##### Task inputs #####
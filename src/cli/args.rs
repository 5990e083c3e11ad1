//! CLI argument definitions using clap
//!
//! The static shape comes from the derive definitions below. The accepted
//! values of `data get --source` depend on the extension registry, so the
//! final command is assembled by [`command_for`] at startup.

use std::ffi::OsString;
use std::path::PathBuf;

use clap::builder::{PossibleValue, PossibleValuesParser};
use clap::{ArgMatches, Command, CommandFactory, FromArgMatches, Parser, Subcommand, ValueHint};

use crate::domain::LogLevel;
use crate::extension::ExtensionRegistry;

/// Command-line entry point for market data extensions
#[derive(Parser, Debug)]
#[command(name = "kfc")]
#[command(author, version, about, long_about = None)]
#[command(propagate_version = true)]
pub struct Cli {
    /// Log level: trace, debug, info, warning, error, critical
    #[arg(short, long, global = true)]
    pub log_level: Option<LogLevel>,

    /// Home directory (default: ~/.kfc)
    #[arg(short = 'H', long, global = true, value_hint = ValueHint::DirPath)]
    pub home: Option<PathBuf>,

    /// Increase terminal verbosity (-v info, -vv debug, -vvv trace)
    #[arg(short, long, action = clap::ArgAction::Count, global = true)]
    pub verbose: u8,

    #[command(subcommand)]
    pub command: Option<Commands>,
}

#[derive(Subcommand, Debug)]
pub enum Commands {
    /// Fetch market data through source extensions
    Data {
        #[command(subcommand)]
        command: DataCommands,
    },

    /// Manage settings
    Config {
        #[command(subcommand)]
        command: ConfigCommands,
    },

    /// Generate shell completions
    Completion {
        /// Shell type
        #[arg(value_enum)]
        shell: clap_complete::Shell,
    },
}

#[derive(Subcommand, Debug)]
pub enum DataCommands {
    /// Run the extension of a data source
    Get {
        /// Data source
        #[arg(short, long)]
        source: String,
    },

    /// List available data sources
    List,
}

#[derive(Subcommand, Debug)]
pub enum ConfigCommands {
    /// Show merged config
    Show,

    /// Create global config template
    Init {
        /// Overwrite an existing config file
        #[arg(short, long)]
        force: bool,
    },

    /// Show config path
    Path,
}

/// Full command with `data get --source` restricted to the registry's names.
pub fn command_for(registry: &ExtensionRegistry) -> Command {
    let sources: Vec<PossibleValue> = registry
        .describe()
        .into_iter()
        .map(|(name, about)| {
            let value = PossibleValue::new(name.to_string());
            if about.is_empty() {
                value
            } else {
                value.help(about.to_string())
            }
        })
        .collect();

    Cli::command().mut_subcommand("data", |data| {
        data.mut_subcommand("get", |get| {
            get.mut_arg("source", |arg| {
                arg.value_parser(PossibleValuesParser::new(sources))
            })
        })
    })
}

impl Cli {
    /// Parse process arguments; exits with clap's usage error on invalid input.
    pub fn parse_with(registry: &ExtensionRegistry) -> Self {
        let matches = command_for(registry).get_matches();
        Self::from_matches(&matches).unwrap_or_else(|e| e.exit())
    }

    /// Parse an explicit argument list.
    pub fn try_parse_with<I, T>(registry: &ExtensionRegistry, args: I) -> Result<Self, clap::Error>
    where
        I: IntoIterator<Item = T>,
        T: Into<OsString> + Clone,
    {
        let matches = command_for(registry).try_get_matches_from(args)?;
        Self::from_matches(&matches)
    }

    fn from_matches(matches: &ArgMatches) -> Result<Self, clap::Error> {
        <Self as FromArgMatches>::from_arg_matches(matches)
    }
}
//! Name to factory mapping for data source extensions

use std::collections::BTreeMap;
use std::fmt;
use std::sync::Arc;

use thiserror::Error;

use crate::application::Context;
use crate::extension::{DataExtension, ExtensionFactory, ExtensionResult};

/// Registration and lookup errors.
#[derive(Error, Debug, Clone, PartialEq, Eq)]
pub enum RegistryError {
    #[error("invalid source name: {0:?}")]
    InvalidName(String),

    #[error("source already registered: {0}")]
    Duplicate(String),

    #[error("source not registered: {0}")]
    NotRegistered(String),
}

/// Result type for registry operations.
pub type RegistryResult<T> = Result<T, RegistryError>;

struct Entry {
    about: String,
    factory: ExtensionFactory,
}

/// Read-only (after startup) mapping from source name to extension factory.
///
/// Names are kept sorted; [`ExtensionRegistry::names`] is the exact set of
/// values the `--source` option accepts.
#[derive(Default)]
pub struct ExtensionRegistry {
    entries: BTreeMap<String, Entry>,
}

impl ExtensionRegistry {
    pub fn new() -> Self {
        Self::default()
    }

    /// Register a factory under `name`.
    ///
    /// Names are lowercase ASCII letters, digits, `-` and `_`, starting with a letter.
    pub fn register<F>(
        &mut self,
        name: impl Into<String>,
        about: impl Into<String>,
        factory: F,
    ) -> RegistryResult<()>
    where
        F: Fn(&Context) -> ExtensionResult<Box<dyn DataExtension>> + Send + Sync + 'static,
    {
        let name = name.into();
        if !is_valid_name(&name) {
            return Err(RegistryError::InvalidName(name));
        }
        if self.entries.contains_key(&name) {
            return Err(RegistryError::Duplicate(name));
        }
        tracing::debug!(source = %name, "registered data extension");
        self.entries.insert(
            name,
            Entry {
                about: about.into(),
                factory: Arc::new(factory),
            },
        );
        Ok(())
    }

    /// Sorted source names.
    pub fn names(&self) -> Vec<String> {
        self.entries.keys().cloned().collect()
    }

    /// Sorted `(name, about)` pairs.
    pub fn describe(&self) -> Vec<(&str, &str)> {
        self.entries
            .iter()
            .map(|(name, entry)| (name.as_str(), entry.about.as_str()))
            .collect()
    }

    pub fn contains(&self, name: &str) -> bool {
        self.entries.contains_key(name)
    }

    /// Factory registered under `name`.
    ///
    /// Callers pass names already validated against [`ExtensionRegistry::names`];
    /// an unknown name is reported rather than trusted.
    pub fn get_extension(&self, name: &str) -> RegistryResult<ExtensionFactory> {
        self.entries
            .get(name)
            .map(|entry| Arc::clone(&entry.factory))
            .ok_or_else(|| RegistryError::NotRegistered(name.to_string()))
    }

    pub fn len(&self) -> usize {
        self.entries.len()
    }

    pub fn is_empty(&self) -> bool {
        self.entries.is_empty()
    }
}

impl fmt::Debug for ExtensionRegistry {
    fn fmt(&self, f: &mut fmt::Formatter<'_>) -> fmt::Result {
        f.debug_struct("ExtensionRegistry")
            .field("names", &self.names())
            .finish()
    }
}

fn is_valid_name(name: &str) -> bool {
    let mut chars = name.chars();
    match chars.next() {
        Some(first) if first.is_ascii_lowercase() => {}
        _ => return false,
    }
    chars.all(|c| c.is_ascii_lowercase() || c.is_ascii_digit() || c == '-' || c == '_')
}
//! Configuration management with layered loading
//!
//! Precedence (lowest to highest):
//! 1. Compiled defaults
//! 2. Global config: `$XDG_CONFIG_HOME/kfc/kfc.toml`
//! 3. Environment variables: `KFC_*` prefix
//! 4. Command-line flags (`--home`, `--log-level`)

use std::path::{Path, PathBuf};

use config::{Config, ConfigError, Environment};
use directories::ProjectDirs;
use serde::{Deserialize, Serialize};

use crate::application::ApplicationError;
use crate::domain::LogLevel;

/// Raw settings for intermediate parsing (`None` means "not specified").
#[derive(Debug, Clone, Deserialize, Default)]
#[serde(default)]
pub struct RawSettings {
    pub home: Option<PathBuf>,
    pub log_level: Option<LogLevel>,
}

/// Unified configuration for kfc.
#[derive(Debug, Clone, Serialize, Deserialize, PartialEq, Eq)]
#[serde(default)]
pub struct Settings {
    /// Home directory holding `runtime/` and `archive/` (default: ~/.kfc)
    pub home: PathBuf,
    /// Default log level for command loggers
    pub log_level: LogLevel,
}

impl Default for Settings {
    fn default() -> Self {
        Self {
            home: dirs_default_home(),
            log_level: LogLevel::default(),
        }
    }
}

/// Get the default home directory (~/.kfc).
fn dirs_default_home() -> PathBuf {
    directories::BaseDirs::new()
        .map(|dirs| dirs.home_dir().join(".kfc"))
        .unwrap_or_else(|| PathBuf::from("~/.kfc"))
}

/// Get the XDG config directory for kfc.
pub fn global_config_dir() -> Option<PathBuf> {
    ProjectDirs::from("", "", "kfc").map(|dirs| dirs.config_dir().to_path_buf())
}

/// Get the path to the global config file.
pub fn global_config_path() -> Option<PathBuf> {
    global_config_dir().map(|dir| dir.join("kfc.toml"))
}

/// Load a TOML file into RawSettings for manual merging.
fn load_raw_settings(path: &Path) -> Result<RawSettings, ApplicationError> {
    let content = std::fs::read_to_string(path).map_err(|e| ApplicationError::Config {
        message: format!("read {}: {}", path.display(), e),
    })?;
    toml::from_str(&content).map_err(|e| ApplicationError::Config {
        message: format!("parse {}: {}", path.display(), e),
    })
}

impl Settings {
    /// Expand shell variables and tilde in `home`.
    fn expand_paths(&mut self) {
        let raw = self.home.to_string_lossy().into_owned();
        let expanded = shellexpand::full(&raw)
            .map(|s| s.into_owned())
            .unwrap_or(raw);
        self.home = PathBuf::from(expanded);
    }

    /// Overlay values specified in `raw`.
    fn merge_with(&self, raw: &RawSettings) -> Self {
        Self {
            home: raw.home.clone().unwrap_or_else(|| self.home.clone()),
            log_level: raw.log_level.unwrap_or(self.log_level),
        }
    }

    /// Load settings from defaults, the global config file and `KFC_*` env vars.
    pub fn load() -> Result<Self, ApplicationError> {
        Self::load_from(global_config_path().as_deref())
    }

    /// Load settings using `config_path` as the global config file.
    ///
    /// A missing file is skipped; an unreadable or malformed one is an error.
    pub fn load_from(config_path: Option<&Path>) -> Result<Self, ApplicationError> {
        // 1. Start with defaults
        let mut current = Self::default();

        // 2. Global config file
        if let Some(path) = config_path {
            if path.exists() {
                let raw = load_raw_settings(path)?;
                current = current.merge_with(&raw);
            }
        }

        // 3. Environment variables (explicit override)
        current = Self::apply_env_overrides(current)?;

        current.expand_paths();
        Ok(current)
    }

    /// Apply KFC_* environment variables as explicit overrides.
    fn apply_env_overrides(mut settings: Self) -> Result<Self, ApplicationError> {
        let config = Config::builder()
            .add_source(
                Environment::with_prefix("KFC")
                    .prefix_separator("_")
                    .separator("__"),
            )
            .build()
            .map_err(config_err)?;

        if let Ok(val) = config.get_string("home") {
            settings.home = PathBuf::from(val);
        }
        if let Ok(val) = config.get_string("log_level") {
            settings.log_level = val.parse().map_err(|e| ApplicationError::Config {
                message: format!("KFC_LOG_LEVEL: {e}"),
            })?;
        }

        Ok(settings)
    }

    /// Apply command-line flags; they win over every other layer.
    pub fn with_overrides(mut self, home: Option<&Path>, log_level: Option<LogLevel>) -> Self {
        if let Some(home) = home {
            self.home = home.to_path_buf();
            self.expand_paths();
        }
        if let Some(level) = log_level {
            self.log_level = level;
        }
        self
    }

    /// Show the effective configuration as TOML.
    pub fn to_toml(&self) -> Result<String, ApplicationError> {
        toml::to_string_pretty(self).map_err(|e| ApplicationError::Config {
            message: format!("serialize config: {e}"),
        })
    }

    /// Generate a template config file.
    pub fn template() -> String {
        r#"# kfc configuration
#
# Locations (by precedence, lowest to highest):
#   Global: ~/.config/kfc/kfc.toml   (this file)
#   Env:    KFC_* environment variables (KFC_HOME, KFC_LOG_LEVEL)
#   Flags:  --home, --log-level

# Home directory; runtime data lives in home/runtime, archives in home/archive
# home = "~/.kfc"

# Log level of command loggers: trace, debug, info, warning, error, critical
# log_level = "warning"
"#
        .to_string()
    }
}

fn config_err(e: ConfigError) -> ApplicationError {
    ApplicationError::Config {
        message: e.to_string(),
    }
}
use kfc_data::cli::args::Cli;
use kfc_data::cli::commands::execute_command;
use kfc_data::cli::{output, CliError};
use kfc_data::config::Settings;
use kfc_data::extension::builtin_registry;
use kfc_data::infrastructure::di::ServiceContainer;
use kfc_data::exitcode;
use tracing::level_filters::LevelFilter;
use tracing_subscriber::filter::filter_fn;
use tracing_subscriber::fmt::format::FmtSpan;
use tracing_subscriber::layer::SubscriberExt;
use tracing_subscriber::util::SubscriberInitExt;
use tracing_subscriber::{fmt, Layer};

fn main() {
    let registry = match builtin_registry() {
        Ok(registry) => registry,
        Err(e) => {
            output::error(&e);
            std::process::exit(exitcode::SOFTWARE);
        }
    };

    let cli = Cli::parse_with(&registry);

    let settings = match Settings::load() {
        Ok(settings) => settings.with_overrides(cli.home.as_deref(), cli.log_level),
        Err(e) => {
            let e = CliError::from(e);
            output::error(&e);
            std::process::exit(e.exit_code());
        }
    };

    setup_logging(cli.verbose, settings.log_level.level_filter());

    let container = ServiceContainer::new(settings, registry);
    if let Err(e) = execute_command(&cli, &container) {
        output::error(&e);
        std::process::exit(e.exit_code());
    }
}

/// Terminal logging: `-v` flags win over the configured log level.
fn setup_logging(verbosity: u8, configured: LevelFilter) {
    let filter = match verbosity {
        0 => configured,
        1 => LevelFilter::INFO,
        2 => LevelFilter::DEBUG,
        3 => LevelFilter::TRACE,
        _ => {
            eprintln!("Don't be crazy, max is -v -v -v");
            LevelFilter::TRACE
        }
    };

    // Dependencies that are chatty at debug level
    let noisy_modules = ["config"];
    let module_filter = filter_fn(move |metadata| {
        !noisy_modules
            .iter()
            .any(|name| metadata.target().starts_with(name))
    });

    let fmt_layer = fmt::layer()
        .with_writer(std::io::stderr)
        .with_target(true)
        .with_thread_names(false)
        .with_span_events(FmtSpan::CLOSE);

    let filtered_layer = fmt_layer.with_filter(filter).with_filter(module_filter);

    tracing_subscriber::registry().with(filtered_layer).init();

    match filter {
        LevelFilter::INFO => tracing::info!("Debug mode: info"),
        LevelFilter::DEBUG => tracing::debug!("Debug mode: debug"),
        LevelFilter::TRACE => tracing::debug!("Debug mode: trace"),
        _ => {}
    }
}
#####
All that is wanted is a faithful reproduction of the line above with "arg.value_parser(PossibleValuesParser::new(sources))", the line with "let matches = command_for(registry).get_matches();", and every line in between.

Result of this exercise:
                arg.value_parser(PossibleValuesParser::new(sources))
            })
        })
    })
}

impl Cli {
    /// Parse process arguments; exits with clap's usage error on invalid input.
    pub fn parse_with(registry: &ExtensionRegistry) -> Self {
        let matches = command_for(registry).get_matches();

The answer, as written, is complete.